Les personnes (ou outils) qui veulent l’adopter n’ont qu’à payer, non ?
(Vous allez appeler ça un cartel ? Direz-vous aussi que l’usage du fax au Japon est un cartel ?)

Je devrais peut-être acheter des actions de l’ayant droit de la police. Haha.

 
semjei 2026-05-11

Je suis d'accord avec cet avis.
Si l'accès à l'information est bloqué ou entravé à cause de polices mal utilisées, c'est l'intérêt public qui est menacé.
Il faut lancer une pétition nationale.

 
tangokorea 2026-05-12

Ils ne prennent même pas la peine de fournir un viewer, alors parler de changement des conditions d’utilisation des polices, ils ne comprendront même pas de quoi il s’agit.
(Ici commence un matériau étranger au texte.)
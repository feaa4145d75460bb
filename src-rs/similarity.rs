use image::RgbaImage;

pub const DEFAULT_SAME_THRESHOLD: f64 = 0.99;

/// Fraction of pixels whose RGBA value is identical in both images.
///
/// Returns `None` when the dimensions differ, since the images are not
/// comparable pixel-for-pixel. Two empty images of equal size match fully.
pub fn exact_match_ratio(a: &RgbaImage, b: &RgbaImage) -> Option<f64> {
    if a.dimensions() != b.dimensions() {
        return None;
    }

    let total_pixels = (a.width() as u64) * (a.height() as u64);
    if total_pixels == 0 {
        return Some(1.0);
    }

    let matching = a
        .pixels()
        .zip(b.pixels())
        .filter(|(pa, pb)| pa == pb)
        .count() as u64;

    Some(matching as f64 / total_pixels as f64)
}

/// Coarse duplicate-frame check: equal dimensions and an exact-match ratio
/// at or above `threshold`.
pub fn images_are_same(a: &RgbaImage, b: &RgbaImage, threshold: f64) -> bool {
    exact_match_ratio(a, b).is_some_and(|ratio| ratio >= threshold)
}
use crate::capture_loop::PagingAction;
use crate::desktop::{PageKey, Point};
use crate::folders::{parse_selection, FolderInfo, Selection};
use crate::megacmd::Credentials;
use anyhow::{anyhow, Context, Result};
use dialoguer::{Confirm, Input, Password, Select};

/// Output folder names are restricted so they survive as remote paths.
pub fn validate_folder_name(name: &str) -> Result<(), String> {
    if name.is_empty() {
        return Err("folder name is empty".to_string());
    }
    if name
        .chars()
        .all(|c| c.is_ascii_alphanumeric() || c == '_' || c == '-')
    {
        Ok(())
    } else {
        Err("use only letters, digits, underscore (_) and hyphen (-)".to_string())
    }
}

/// Parse `X,Y` screen coordinates.
pub fn parse_point(raw: &str) -> Result<Point> {
    let (x, y) = raw
        .split_once(',')
        .ok_or_else(|| anyhow!("expected X,Y but got `{raw}`"))?;
    let x = x
        .trim()
        .parse::<i32>()
        .with_context(|| format!("invalid X coordinate `{}`", x.trim()))?;
    let y = y
        .trim()
        .parse::<i32>()
        .with_context(|| format!("invalid Y coordinate `{}`", y.trim()))?;
    Ok(Point { x, y })
}

pub fn folder_name() -> Result<String> {
    println!("Name the output folder (e.g. market_wizards).");
    let name: String = Input::new()
        .with_prompt("Folder name")
        .validate_with(|input: &String| validate_folder_name(input.trim()))
        .interact_text()
        .context("folder name prompt failed")?;
    Ok(name.trim().to_string())
}

pub fn paging_action() -> Result<PagingAction> {
    let items = [
        "Left arrow key",
        "Right arrow key",
        "Click custom coordinates",
    ];
    let choice = Select::new()
        .with_prompt("How should pages be advanced?")
        .items(&items)
        .default(1)
        .interact()
        .context("paging action prompt failed")?;

    let action = match choice {
        0 => PagingAction::Key { key: PageKey::Left },
        1 => PagingAction::Key {
            key: PageKey::Right,
        },
        _ => {
            let x: i32 = Input::new()
                .with_prompt("X coordinate")
                .interact_text()
                .context("X coordinate prompt failed")?;
            let y: i32 = Input::new()
                .with_prompt("Y coordinate")
                .interact_text()
                .context("Y coordinate prompt failed")?;
            PagingAction::Click {
                at: Point { x, y },
            }
        }
    };
    Ok(action)
}

pub fn confirm(prompt: &str, default: bool) -> Result<bool> {
    Confirm::new()
        .with_prompt(prompt)
        .default(default)
        .interact()
        .context("confirmation prompt failed")
}

pub fn credentials() -> Result<Credentials> {
    println!("(Create an account at https://mega.nz if you do not have one.)");
    let email: String = Input::new()
        .with_prompt("MEGA email")
        .allow_empty(true)
        .interact_text()
        .context("email prompt failed")?;
    let password = Password::new()
        .with_prompt("MEGA password")
        .allow_empty_password(true)
        .interact()
        .context("password prompt failed")?;
    Ok(Credentials { email, password })
}

/// Re-prompts until the expression parses against `candidates`.
pub fn folder_selection(candidates: &[FolderInfo]) -> Result<Selection> {
    let max = candidates.len();
    let raw: String = Input::new()
        .with_prompt("Select folders (e.g. 1 / 1,3 / 2-5 / all / q)")
        .validate_with(move |input: &String| {
            parse_selection(input, max)
                .map(|_| ())
                .map_err(|err| err.to_string())
        })
        .interact_text()
        .context("selection prompt failed")?;
    parse_selection(&raw, max)
}

#[cfg(test)]
mod tests {
    use super::*;

    #[test]
    fn folder_names_are_restricted() {
        assert!(validate_folder_name("market_wizards").is_ok());
        assert!(validate_folder_name("Vol-2").is_ok());
        assert!(validate_folder_name("").is_err());
        assert!(validate_folder_name("two words").is_err());
        assert!(validate_folder_name("../escape").is_err());
        assert!(validate_folder_name("本").is_err());
    }

    #[test]
    fn points_parse_with_spaces() {
        assert_eq!(parse_point("279,1084").unwrap(), Point { x: 279, y: 1084 });
        assert_eq!(parse_point(" -5 , 10 ").unwrap(), Point { x: -5, y: 10 });
        assert!(parse_point("279").is_err());
        assert!(parse_point("a,1").is_err());
    }
}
De toute façon, c’est l’IA d’abord avant les citoyens, hein, lol

 
calmlake79 2026-05-10

Oui... Dès le départ, il faudrait imposer l’utilisation de la police par défaut dans tous les documents publics.

 
geesecross 2026-05-10

Personnellement, je ne sais pas si c’est faisable, mais il ne vaudrait pas mieux créer et utiliser une taille de canevas standard indépendamment du fichier de police ? Si, à partir des tailles de canevas obtenues depuis plusieurs fichiers de police, on déduit logiquement la plage que ces tailles devraient avoir, puis qu’on choisit et utilise arbitrairement une valeur dans cette plage, ne pourrait-on pas éviter la question de l’originalité créative ?

Avec une méthode consistant à estimer arbitrairement la taille du canevas, on ne peut pas reproduire exactement la taille du canevas des polices existantes ; le problème initial, à savoir que la mise en page du document peut se dégrader lorsqu’on utilise une police de substitution, n’est donc pas résolu.

Si l’objectif est de reproduire exactement la taille du canevas d’une police commerciale, il semble nécessaire de discuter de la possibilité de considérer comme licite, et non contraire au contrat EULA, le processus permettant d’obtenir cette taille.

 
unsure4000 2026-05-10

Quel que soit le résultat, je vous soutiens.